Personal information
- Date of birth: 2 April 1969 (age 57)
- Place of birth: Hoylake, England
- Position: Forward

Senior career*
- Years: Team / Apps / (Gls)
- 1987–1991: Everton / 0 / (0)
- 1990–1991: → Lincoln City (loan) / 11 / (0)
- 1990–1991: → Scunthorpe United (loan) / 4 / (1)
- 1990–1991: →Wigan Athletic (loan) / 14 / (4)
- 1991–1993: Wigan Athletic / 70 / (13)
- 1993–1994: Bury / 5 / (0)
- 1993–1994: Altrincham / 11 / (1)
- 1993–1994: Macclesfield Town / 7 / (2)
- 1994–1995: Bangor City / 2 / (0)
- 1994–1996: Rhyl / 40 / (9)
- 1995–1996: Flint Town United / 15 / (6)
- 1996–1997: Conwy United / 32 / (10)
- 1996–1997: Rhyl / 10 / (4)
- 1997–2002: Total Network Solutions / 147 / (26)
- 2002–2008: Rhyl / 102 / (15)

= Gary Powell (footballer) =

English footballer

Gary Powell (born 2 April 1969) is a retired English footballer.

In November 1990, he joined Scunthorpe United on a month's loan, scoring in his second game against York City but failing to appear in a winning side during his stay.

He joined Altrincham in December 1993, debuting in the 1–0 Football Conference victory at Witton Albion on 18 December 1993. He scored one league goal for the club, in the 2–0 home victory over Dover Athletic on 26 February 1994, before moving on to Macclesfield Town at the end of March. He scored twice in the Football Conference for the Macclesfield, scoring the winner in the 1–0 home win over Welling United on 2 May and the equaliser in the final match of the season five days later, a 1–1 draw at Northwich Victoria.
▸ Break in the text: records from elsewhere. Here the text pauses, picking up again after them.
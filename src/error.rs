//! Error types for the WebSocket session engine.
//!
//! This module defines all error types used throughout the crate.
//!
//! # Usage
//!
//! All fallible operations return [`Result<T>`] which uses [`Error`]:
//!
//! ```ignore
//! use network_monitor::{Error, Result};
//!
//! session.connect(
//!     |result: Result<()>| match result {
//!         Ok(()) => println!("connected"),
//!         Err(Error::ConnectionTimeout { timeout_ms }) => eprintln!("gave up after {timeout_ms}ms"),
//!         Err(e) => eprintln!("{e}"),
//!     },
//!     |_message| {},
//!     |_error| {},
//! );
//! ```
//!
//! # Error Categories
//!
//! | Category | Variants |
//! |----------|----------|
//! | Configuration | [`Error::Config`] |
//! | Connection | [`Error::Resolve`], [`Error::Connect`], [`Error::ConnectionTimeout`], [`Error::Tls`], [`Error::Handshake`] |
//! | Exchange | [`Error::Write`], [`Error::Read`], [`Error::ConnectionClosed`], [`Error::Close`] |
//! | Session | [`Error::OperationAborted`], [`Error::NotConnected`], [`Error::AlreadyConnecting`], [`Error::AlreadyClosing`] |
//! | External | [`Error::Io`], [`Error::Json`] |

// ============================================================================
// Imports
// ============================================================================

use std::fmt;
use std::io::Error as IoError;
use std::result::Result as StdResult;

use thiserror::Error;

// ============================================================================
// Result Alias
// ============================================================================

/// Result type alias using crate [`enum@Error`].
///
/// All fallible operations in this crate return this type.
pub type Result<T> = StdResult<T, Error>;

// ============================================================================
// Stage
// ============================================================================

/// Connection stage an error originated from.
#[derive(Debug, Clone, Copy, PartialEq, Eq, Hash)]
pub enum Stage {
    /// Host/service name resolution.
    Resolve,
    /// Transport establishment, including TLS setup.
    Connect,
    /// WebSocket upgrade.
    Handshake,
    /// Outbound frame.
    Write,
    /// Inbound frame.
    Read,
    /// Close handshake.
    Close,
}

impl fmt::Display for Stage {
    fn fmt(&self, f: &mut fmt::Formatter<'_>) -> fmt::Result {
        let name = match self {
            Self::Resolve => "resolve",
            Self::Connect => "connect",
            Self::Handshake => "handshake",
            Self::Write => "write",
            Self::Read => "read",
            Self::Close => "close",
        };
        f.write_str(name)
    }
}

// ============================================================================
// Error Enum
// ============================================================================

/// Main error type for the crate.
///
/// Each variant includes relevant context for debugging. Use
/// [`Error::stage`] to find out which part of the connection lifecycle
/// produced it.
#[derive(Error, Debug)]
pub enum Error {
    // ========================================================================
    // Configuration Errors
    // ========================================================================
    /// Configuration error.
    ///
    /// Returned when session options are invalid.
    #[error("Configuration error: {message}")]
    Config {
        /// Description of the configuration error.
        message: String,
    },

    // ========================================================================
    // Connection Errors
    // ========================================================================
    /// Name resolution failed.
    #[error("Failed to resolve {host}:{service}: {message}")]
    Resolve {
        /// Host that was looked up.
        host: String,
        /// Service or port that was looked up.
        service: String,
        /// Resolver failure reason.
        message: String,
    },

    /// Transport connection failed.
    #[error("Connection to {endpoint} failed: {message}")]
    Connect {
        /// Endpoint the attempt was made against.
        endpoint: String,
        /// Description of the connection error.
        message: String,
    },

    /// Connect phase exceeded its deadline.
    ///
    /// The deadline covers every endpoint attempt after resolution.
    #[error("Connection timeout after {timeout_ms}ms")]
    ConnectionTimeout {
        /// Milliseconds waited before timeout.
        timeout_ms: u64,
    },

    /// TLS setup or trust anchor loading failed.
    #[error("TLS error: {message}")]
    Tls {
        /// Description of the TLS error.
        message: String,
    },

    /// WebSocket upgrade failed.
    #[error("Handshake failed: {message}")]
    Handshake {
        /// Description of the handshake error.
        message: String,
    },

    // ========================================================================
    // Exchange Errors
    // ========================================================================
    /// Writing a frame failed.
    #[error("Write failed: {message}")]
    Write {
        /// Description of the write error.
        message: String,
    },

    /// A single inbound frame could not be read.
    ///
    /// Recoverable: the stream is still usable for the next read.
    #[error("Read failed: {message}")]
    Read {
        /// Description of the read error.
        message: String,
    },

    /// Peer closed the connection or the stream ended.
    #[error("Connection closed")]
    ConnectionClosed,

    /// Close handshake failed.
    #[error("Close failed: {message}")]
    Close {
        /// Description of the close error.
        message: String,
    },

    // ========================================================================
    // Session Errors
    // ========================================================================
    /// Outstanding operation cancelled because its owner closed or went away.
    #[error("Operation aborted")]
    OperationAborted,

    /// Operation requires an open session.
    #[error("Not connected")]
    NotConnected,

    /// `connect` was called on a session that already left the idle state.
    #[error("Session already connecting or connected")]
    AlreadyConnecting,

    /// `close` was called while a close handshake is already running.
    #[error("Session already closing")]
    AlreadyClosing,

    // ========================================================================
    // External Errors
    // ========================================================================
    /// IO error.
    #[error("IO error: {0}")]
    Io(#[from] IoError),

    /// JSON serialization error.
    #[error("JSON error: {0}")]
    Json(#[from] serde_json::Error),
}

// ============================================================================
// Error Constructors
// ============================================================================

impl Error {
    /// Creates a configuration error.
    #[inline]
    pub fn config(message: impl Into<String>) -> Self {
        Self::Config {
            message: message.into(),
        }
    }

    /// Creates a resolve error.
    #[inline]
    pub fn resolve(
        host: impl Into<String>,
        service: impl Into<String>,
        message: impl Into<String>,
    ) -> Self {
        Self::Resolve {
            host: host.into(),
            service: service.into(),
            message: message.into(),
        }
    }

    /// Creates a connection error.
    #[inline]
    pub fn connect(endpoint: impl fmt::Display, message: impl Into<String>) -> Self {
        Self::Connect {
            endpoint: endpoint.to_string(),
            message: message.into(),
        }
    }

    /// Creates a connection timeout error.
    #[inline]
    pub fn connection_timeout(timeout_ms: u64) -> Self {
        Self::ConnectionTimeout { timeout_ms }
    }

    /// Creates a TLS error.
    #[inline]
    pub fn tls(message: impl Into<String>) -> Self {
        Self::Tls {
            message: message.into(),
        }
    }

    /// Creates a handshake error.
    #[inline]
    pub fn handshake(message: impl Into<String>) -> Self {
        Self::Handshake {
            message: message.into(),
        }
    }

    /// Creates a write error.
    #[inline]
    pub fn write(message: impl Into<String>) -> Self {
        Self::Write {
            message: message.into(),
        }
    }

    /// Creates a recoverable read error.
    #[inline]
    pub fn read(message: impl Into<String>) -> Self {
        Self::Read {
            message: message.into(),
        }
    }

    /// Creates a close error.
    #[inline]
    pub fn close(message: impl Into<String>) -> Self {
        Self::Close {
            message: message.into(),
        }
    }
}

// ============================================================================
// Error Predicates
// ============================================================================

impl Error {
    /// Returns the lifecycle stage this error belongs to, if any.
    #[must_use]
    pub fn stage(&self) -> Option<Stage> {
        match self {
            Self::Resolve { .. } => Some(Stage::Resolve),
            Self::Connect { .. } | Self::ConnectionTimeout { .. } | Self::Tls { .. } => {
                Some(Stage::Connect)
            }
            Self::Handshake { .. } => Some(Stage::Handshake),
            Self::Write { .. } => Some(Stage::Write),
            Self::Read { .. } | Self::ConnectionClosed => Some(Stage::Read),
            Self::Close { .. } => Some(Stage::Close),
            _ => None,
        }
    }

    /// Returns `true` if this is a timeout error.
    #[inline]
    #[must_use]
    pub fn is_timeout(&self) -> bool {
        matches!(self, Self::ConnectionTimeout { .. })
    }

    /// Returns `true` if an outstanding operation was cancelled.
    #[inline]
    #[must_use]
    pub fn is_aborted(&self) -> bool {
        matches!(self, Self::OperationAborted)
    }

    /// Returns `true` if this is a connection error.
    #[inline]
    #[must_use]
    pub fn is_connection_error(&self) -> bool {
        matches!(
            self,
            Self::Resolve { .. }
                | Self::Connect { .. }
                | Self::ConnectionTimeout { .. }
                | Self::Tls { .. }
                | Self::Handshake { .. }
                | Self::ConnectionClosed
        )
    }

    /// Returns `true` if the failed read left the stream usable.
    ///
    /// The receive loop swallows these and issues the next read.
    #[inline]
    #[must_use]
    pub fn is_recoverable_read(&self) -> bool {
        matches!(self, Self::Read { .. })
    }
}

// ============================================================================
// Tests
// ============================================================================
In July 2002 he left The New Saints F.C. to join Rhyl for a third time. He scored Rhyl's first goal in European football in the 3–1 home UEFA Champions League qualifying defeat to Skonto Riga on 21 July 2004. A year later, his 60th-minute goal in a 3–2 away defeat enabled Rhyl to become only the second Welsh Premiership side to win a European tie after beating FK Atlantas on away goals in the UEFA Cup first qualifying round. In June 2010, he was appointed first-team coach at Chester. He left Chester on 21 January 2014. He was later appointed a coach to the under 15s and 16s at Bristol City, leaving in 2022. He then took a role as first-team coach at Stockport County, but has now retired.